Look below and pull out each line with the word "degrees".

__Record excerpts__
◆ ◆ ◆

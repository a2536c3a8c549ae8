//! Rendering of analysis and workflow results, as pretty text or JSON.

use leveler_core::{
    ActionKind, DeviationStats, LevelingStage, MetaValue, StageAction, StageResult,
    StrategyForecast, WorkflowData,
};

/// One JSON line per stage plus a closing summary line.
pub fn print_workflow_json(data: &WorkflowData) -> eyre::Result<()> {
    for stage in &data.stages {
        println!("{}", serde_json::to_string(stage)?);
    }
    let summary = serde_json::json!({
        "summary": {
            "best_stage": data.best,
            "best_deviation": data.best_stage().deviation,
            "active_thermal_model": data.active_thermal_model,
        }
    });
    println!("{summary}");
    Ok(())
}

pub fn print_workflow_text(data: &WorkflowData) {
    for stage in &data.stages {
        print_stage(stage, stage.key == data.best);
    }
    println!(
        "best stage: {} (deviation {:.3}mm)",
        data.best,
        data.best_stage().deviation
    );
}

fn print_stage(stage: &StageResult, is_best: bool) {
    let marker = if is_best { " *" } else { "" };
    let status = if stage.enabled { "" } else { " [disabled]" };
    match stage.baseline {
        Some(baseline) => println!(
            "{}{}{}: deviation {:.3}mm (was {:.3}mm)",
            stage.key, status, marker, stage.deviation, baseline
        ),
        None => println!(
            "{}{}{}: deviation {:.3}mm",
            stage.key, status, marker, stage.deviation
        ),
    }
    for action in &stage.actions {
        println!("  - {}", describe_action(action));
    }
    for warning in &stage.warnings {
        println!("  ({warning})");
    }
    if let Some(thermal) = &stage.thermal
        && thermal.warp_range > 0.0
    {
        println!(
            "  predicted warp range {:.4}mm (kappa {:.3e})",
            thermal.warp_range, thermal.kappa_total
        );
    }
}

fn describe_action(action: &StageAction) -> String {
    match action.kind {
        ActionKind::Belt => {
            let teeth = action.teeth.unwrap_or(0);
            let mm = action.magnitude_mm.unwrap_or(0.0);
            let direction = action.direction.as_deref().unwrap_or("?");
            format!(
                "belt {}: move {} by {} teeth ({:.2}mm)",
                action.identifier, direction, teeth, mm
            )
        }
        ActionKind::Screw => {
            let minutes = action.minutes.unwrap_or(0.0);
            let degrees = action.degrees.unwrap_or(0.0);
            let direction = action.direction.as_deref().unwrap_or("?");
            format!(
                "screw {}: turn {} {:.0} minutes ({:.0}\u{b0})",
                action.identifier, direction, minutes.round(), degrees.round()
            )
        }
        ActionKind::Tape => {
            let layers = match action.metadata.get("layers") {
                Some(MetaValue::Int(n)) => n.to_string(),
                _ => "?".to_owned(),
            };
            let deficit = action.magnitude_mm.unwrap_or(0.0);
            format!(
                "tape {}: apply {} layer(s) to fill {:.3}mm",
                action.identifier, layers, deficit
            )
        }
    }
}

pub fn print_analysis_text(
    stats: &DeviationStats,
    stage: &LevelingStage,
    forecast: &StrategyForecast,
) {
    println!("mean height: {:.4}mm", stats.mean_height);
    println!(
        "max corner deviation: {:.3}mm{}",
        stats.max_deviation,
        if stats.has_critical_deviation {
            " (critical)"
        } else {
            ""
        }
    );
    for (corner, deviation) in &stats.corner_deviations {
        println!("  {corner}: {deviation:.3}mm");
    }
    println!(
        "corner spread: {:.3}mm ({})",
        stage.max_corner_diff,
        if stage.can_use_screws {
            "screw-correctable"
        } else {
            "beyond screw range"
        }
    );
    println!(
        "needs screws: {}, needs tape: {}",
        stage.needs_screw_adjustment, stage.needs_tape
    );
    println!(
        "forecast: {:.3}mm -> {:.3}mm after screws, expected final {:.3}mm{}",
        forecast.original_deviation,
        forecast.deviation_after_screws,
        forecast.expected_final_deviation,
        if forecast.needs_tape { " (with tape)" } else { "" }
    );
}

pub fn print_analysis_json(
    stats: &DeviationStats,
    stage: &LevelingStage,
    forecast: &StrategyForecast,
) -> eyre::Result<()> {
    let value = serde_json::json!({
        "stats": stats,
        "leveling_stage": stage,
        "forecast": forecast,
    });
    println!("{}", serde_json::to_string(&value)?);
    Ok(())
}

◆ ◆ ◆

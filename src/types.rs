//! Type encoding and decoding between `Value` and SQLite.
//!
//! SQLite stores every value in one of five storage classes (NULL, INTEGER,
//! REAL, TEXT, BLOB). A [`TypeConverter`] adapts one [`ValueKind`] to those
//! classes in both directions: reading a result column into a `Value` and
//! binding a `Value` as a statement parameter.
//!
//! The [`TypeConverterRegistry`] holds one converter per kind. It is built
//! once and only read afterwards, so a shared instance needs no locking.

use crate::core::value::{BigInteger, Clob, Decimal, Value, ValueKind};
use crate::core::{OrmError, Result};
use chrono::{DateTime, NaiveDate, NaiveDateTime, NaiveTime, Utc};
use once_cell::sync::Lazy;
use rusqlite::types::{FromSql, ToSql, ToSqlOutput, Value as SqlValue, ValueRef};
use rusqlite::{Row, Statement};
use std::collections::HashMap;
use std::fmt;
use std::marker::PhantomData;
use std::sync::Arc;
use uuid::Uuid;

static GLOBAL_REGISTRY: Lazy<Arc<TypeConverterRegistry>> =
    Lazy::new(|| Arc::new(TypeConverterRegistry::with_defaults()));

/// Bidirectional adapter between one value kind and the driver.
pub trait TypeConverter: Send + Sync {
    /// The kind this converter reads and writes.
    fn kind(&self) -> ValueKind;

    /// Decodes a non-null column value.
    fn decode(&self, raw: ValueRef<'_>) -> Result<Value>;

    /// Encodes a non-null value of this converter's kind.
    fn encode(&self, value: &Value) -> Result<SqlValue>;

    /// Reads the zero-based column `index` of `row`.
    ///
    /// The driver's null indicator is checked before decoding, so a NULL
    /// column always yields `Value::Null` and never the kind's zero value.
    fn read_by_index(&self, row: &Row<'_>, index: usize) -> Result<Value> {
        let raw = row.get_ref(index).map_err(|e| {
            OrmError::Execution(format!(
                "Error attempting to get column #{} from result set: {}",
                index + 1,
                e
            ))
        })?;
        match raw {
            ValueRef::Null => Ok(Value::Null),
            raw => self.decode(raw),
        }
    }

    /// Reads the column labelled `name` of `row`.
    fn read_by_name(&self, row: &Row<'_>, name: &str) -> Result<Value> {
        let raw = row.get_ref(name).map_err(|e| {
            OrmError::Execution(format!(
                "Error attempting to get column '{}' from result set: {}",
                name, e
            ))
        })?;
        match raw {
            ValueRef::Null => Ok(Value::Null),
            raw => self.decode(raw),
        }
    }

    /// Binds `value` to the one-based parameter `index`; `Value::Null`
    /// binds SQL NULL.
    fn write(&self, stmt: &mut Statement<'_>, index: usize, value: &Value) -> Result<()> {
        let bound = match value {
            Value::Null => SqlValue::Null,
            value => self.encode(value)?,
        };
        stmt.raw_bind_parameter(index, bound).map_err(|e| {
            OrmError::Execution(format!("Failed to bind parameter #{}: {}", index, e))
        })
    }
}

◆ ◆ ◆

__Expected answer__
            let degrees = action.degrees.unwrap_or(0.0);
                action.identifier, direction, minutes.round(), degrees.round()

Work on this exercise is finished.